The Los Angeles Times contrasts the book with Nicholas Carr’s thesis in The Shallows, which argues that
“even as we may be developing finer motor skills through constant Internet navigation, we’re losing the ability to focus for the significant periods of time necessary for deep thinking. . . . ‘[T]he news is even more disturbing than I had suspected,’ he writes. ‘Dozens of studies by psychologists, neurobiologists, educators, and Web designers point to the same conclusion: when we go online, we enter an environment that promotes cursory reading, hurried and distracted thinking, and superficial learning.’ Even more, he continues, ‘the Net delivers precisely the kind of sensory and cognitive stimuli — repetitive, intensive, interactive, addictive —that have been shown to result in strong and rapid alterations in brain circuits and functions.’ Carr has synthesized a wealth of cognitive research to illustrate how the Internet is changing the way we process information. ‘The Net is, by design, an interruption system, a machine geared for dividing attention,’ he points out. He is particularly disturbed by the Internet’s effect on our relationship with reading: ‘[I]n the choices we have made, consciously or not, about how we use our computers,’ he argues, ‘we have rejected the intellectual tradition of solitary, single-minded concentration, the ethic that the book bestowed on us.’” (“What is the Internet Doing to Us?”, http://articles.latimes.com/print/2010/jun/27/entertainment/la-ca-carr-shirky-20100627)
We have all been thrown into a communications revolution that seems to be advancing faster than we can make sense of it, and only time will tell what the sum of many of our technologies are doing to us while we‘re along for the ride. Yet we need to be attentive to communication about these unfolding matters as much as the unfolding matters themselves. Shirky and Carr are representative of the way a lot of discourse about the Internet is getting carved out between these two poles, so I’d like to highlight one idea that seems to be missing on both scores:
Shirky’s argument lacks a sense of the Internet as an individual activity and, more so, Carr’s argument lacks a sense of books as social activities.
This is not to argue that Shirky is wrong about possibilities for sociality on the web, nor to deny Carr the deep and needed solitude that books ought to provide. Rather, I think these debates we’re seeing unfold—and the policies they may entail—would be greatly advanced by examining how the Internet can be an individual activity and reading books can constitute a social activity.

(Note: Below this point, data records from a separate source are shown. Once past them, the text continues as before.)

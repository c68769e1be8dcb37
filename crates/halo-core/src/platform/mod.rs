//! Platform abstraction layer.
//!
//! OS-specific path and process behavior lives here:
//! - `paths` - session-scoped directories and the registry location
//! - `process` - liveness probing, start times and killing of PIDs

pub mod paths;
pub mod process;

pub use paths::{registry_db_path, runtime_dir};
pub use process::{
    is_process_alive, kill_process, kill_process_group, process_start_time, wait_for_exit,
};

The very words “Inter” and “net” don’t exactly help us see how the “web” may foster solitude; the terms assume we are all invariably connected. But solipsistic shopping sprees and Internet addiction camps testify to the medium’s individualizing possibilities (http://www.pewinternet.org/Commentary/2007/November/Boot-Camp-for-Internet-Addicts.aspx). We can be clicking around an electronic cave as much as we’re addressing and being addressed by others online. Similarly, books often get cast as “solitary” and “single-minded,” but can equally been seen in terms of “deep engagement” and being “other-minded.” In The Company We Keep, Wayne Booth set forth an underused but highly heuristic image of the book as a conversational friend, given the medium’s ability to put one in dialogue with the extended and carefully chosen thoughts of another human being.

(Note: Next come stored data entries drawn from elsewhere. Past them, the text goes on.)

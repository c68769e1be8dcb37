//! `halo run`: host a minimal instance in the foreground.

use anyhow::Result;
use halo_core::{exec_async, ControlHandler, HaloError, Instance, SessionBus};
use std::collections::BTreeMap;
use std::sync::{Arc, Mutex};
use tokio::sync::mpsc;
use tracing::{info, warn};

/// Local implementation of the control operations for `halo run`.
pub struct RunHandler {
    name: String,
    windows: Mutex<BTreeMap<String, bool>>,
    request_cmd: Vec<String>,
    quit_tx: mpsc::UnboundedSender<()>,
}

impl RunHandler {
    pub fn new(
        name: &str,
        windows: Vec<String>,
        request_cmd: Vec<String>,
        quit_tx: mpsc::UnboundedSender<()>,
    ) -> Self {
        Self {
            name: name.to_string(),
            windows: Mutex::new(windows.into_iter().map(|w| (w, false)).collect()),
            request_cmd,
            quit_tx,
        }
    }

    #[cfg(test)]
    fn is_visible(&self, window: &str) -> Option<bool> {
        self.windows.lock().ok()?.get(window).copied()
    }
}

#[async_trait::async_trait]
impl ControlHandler for RunHandler {
    async fn inspector(&self) -> halo_core::Result<()> {
        info!("Inspector requested for {}", self.name);
        Ok(())
    }

    async fn toggle_window(&self, window: &str) -> halo_core::Result<()> {
        let mut windows = self
            .windows
            .lock()
            .map_err(|_| HaloError::Other("window table lock poisoned".to_string()))?;
        let visible = windows
            .get_mut(window)
            .ok_or_else(|| HaloError::handler(format!("no window named \"{}\"", window)))?;
        *visible = !*visible;
        info!(
            "Window {} is now {}",
            window,
            if *visible { "visible" } else { "hidden" }
        );
        Ok(())
    }

    async fn quit(&self) -> halo_core::Result<()> {
        info!("Quit requested for {}", self.name);
        if self.quit_tx.send(()).is_err() {
            warn!("Main loop already gone");
        }
        // The process exits before a reply goes out.
        std::future::pending::<()>().await;
        Ok(())
    }

    async fn request(&self, argv: Vec<String>) -> halo_core::Result<String> {
        if self.request_cmd.is_empty() {
            return Ok(argv.join(" "));
        }
        let mut command = self.request_cmd.clone();
        command.extend(argv);
        exec_async(command.as_slice()).await
    }
}

/// Resolves on Ctrl-C, or SIGTERM on Unix.
async fn shutdown_signal() -> Result<()> {
    #[cfg(unix)]
    {
        use tokio::signal::unix::{signal, SignalKind};
        let mut terminate = signal(SignalKind::terminate())?;
        tokio::select! {
            result = tokio::signal::ctrl_c() => result?,
            _ = terminate.recv() => {}
        }
        Ok(())
    }

    #[cfg(not(unix))]
    {
        tokio::signal::ctrl_c().await?;
        Ok(())
    }
}

pub async fn run(
    bus: &SessionBus,
    name: &str,
    windows: Vec<String>,
    request_cmd: Vec<String>,
) -> Result<()> {
    let (quit_tx, mut quit_rx) = mpsc::unbounded_channel();
    let handler = Arc::new(RunHandler::new(name, windows, request_cmd, quit_tx));

    let mut instance = Instance::register(bus, name, handler).await?;
    info!(
        "Serving {} (PID {}, port {})",
        instance.identity().bus_id(),
        instance.entry().pid,
        instance.port()
    );

    tokio::select! {
        _ = quit_rx.recv() => info!("Exiting on Quit"),
        result = shutdown_signal() => {
            result?;
            info!("Exiting on signal");
        }
    }

    instance.shutdown();
    Ok(())
}

#[cfg(test)]
mod tests {
    use super::*;
    use std::time::Duration;

    fn handler(windows: &[&str], request_cmd: &[&str]) -> (RunHandler, mpsc::UnboundedReceiver<()>) {
        let (tx, rx) = mpsc::unbounded_channel();
        let handler = RunHandler::new(
            "test",
            windows.iter().map(|w| w.to_string()).collect(),
            request_cmd.iter().map(|a| a.to_string()).collect(),
            tx,
        );
        (handler, rx)
    }

    #[tokio::test]
    async fn test_request_echoes_by_default() {
        let (handler, _rx) = handler(&[], &[]);
        let reply = handler
            .request(vec!["ping".into(), "pong".into()])
            .await
            .unwrap();
        assert_eq!(reply, "ping pong");
    }

    #[cfg(unix)]
    #[tokio::test]
    async fn test_request_cmd_gets_argv_appended() {
        let (handler, _rx) = handler(&[], &["echo", "got:"]);
        let reply = handler.request(vec!["ping".into()]).await.unwrap();
        assert_eq!(reply, "got: ping");
    }

    #[tokio::test]
    async fn test_toggle_flips_known_window() {
        let (handler, _rx) = handler(&["launcher"], &[]);

        handler.toggle_window("launcher").await.unwrap();
        assert_eq!(handler.is_visible("launcher"), Some(true));
        handler.toggle_window("launcher").await.unwrap();
        assert_eq!(handler.is_visible("launcher"), Some(false));
    }

    #[tokio::test]
    async fn test_toggle_unknown_window_fails() {
        let (handler, _rx) = handler(&["launcher"], &[]);
        let result = handler.toggle_window("ghost").await;
        assert!(matches!(result, Err(HaloError::Handler { .. })));
    }

    #[tokio::test]
    async fn test_quit_signals_main_loop() {
        let (handler, mut rx) = handler(&[], &[]);
        let handler = Arc::new(handler);

        let pending = tokio::spawn({
            let handler = handler.clone();
            async move { handler.quit().await }
        });

        let signalled = tokio::time::timeout(Duration::from_secs(1), rx.recv()).await;
        assert_eq!(signalled.unwrap(), Some(()));
        assert!(!pending.is_finished());
        pending.abort();
    }
}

In other words, much current talk presumes the Internet necessarily opens discursive space for others while books provide a minimal mode of civic engagement. It strikes me that thinking a bit more about reverse assumptions would help Shirky better theorize the counterintuitive constraints under which creative efforts always operate (see Csikszentmihalyi’s Creativity) and help Carr frame his efforts in terms more conducive to where he seems to want to go: rather than focusing on others’ absence/presence, it may be that one’s way of being with others matters most.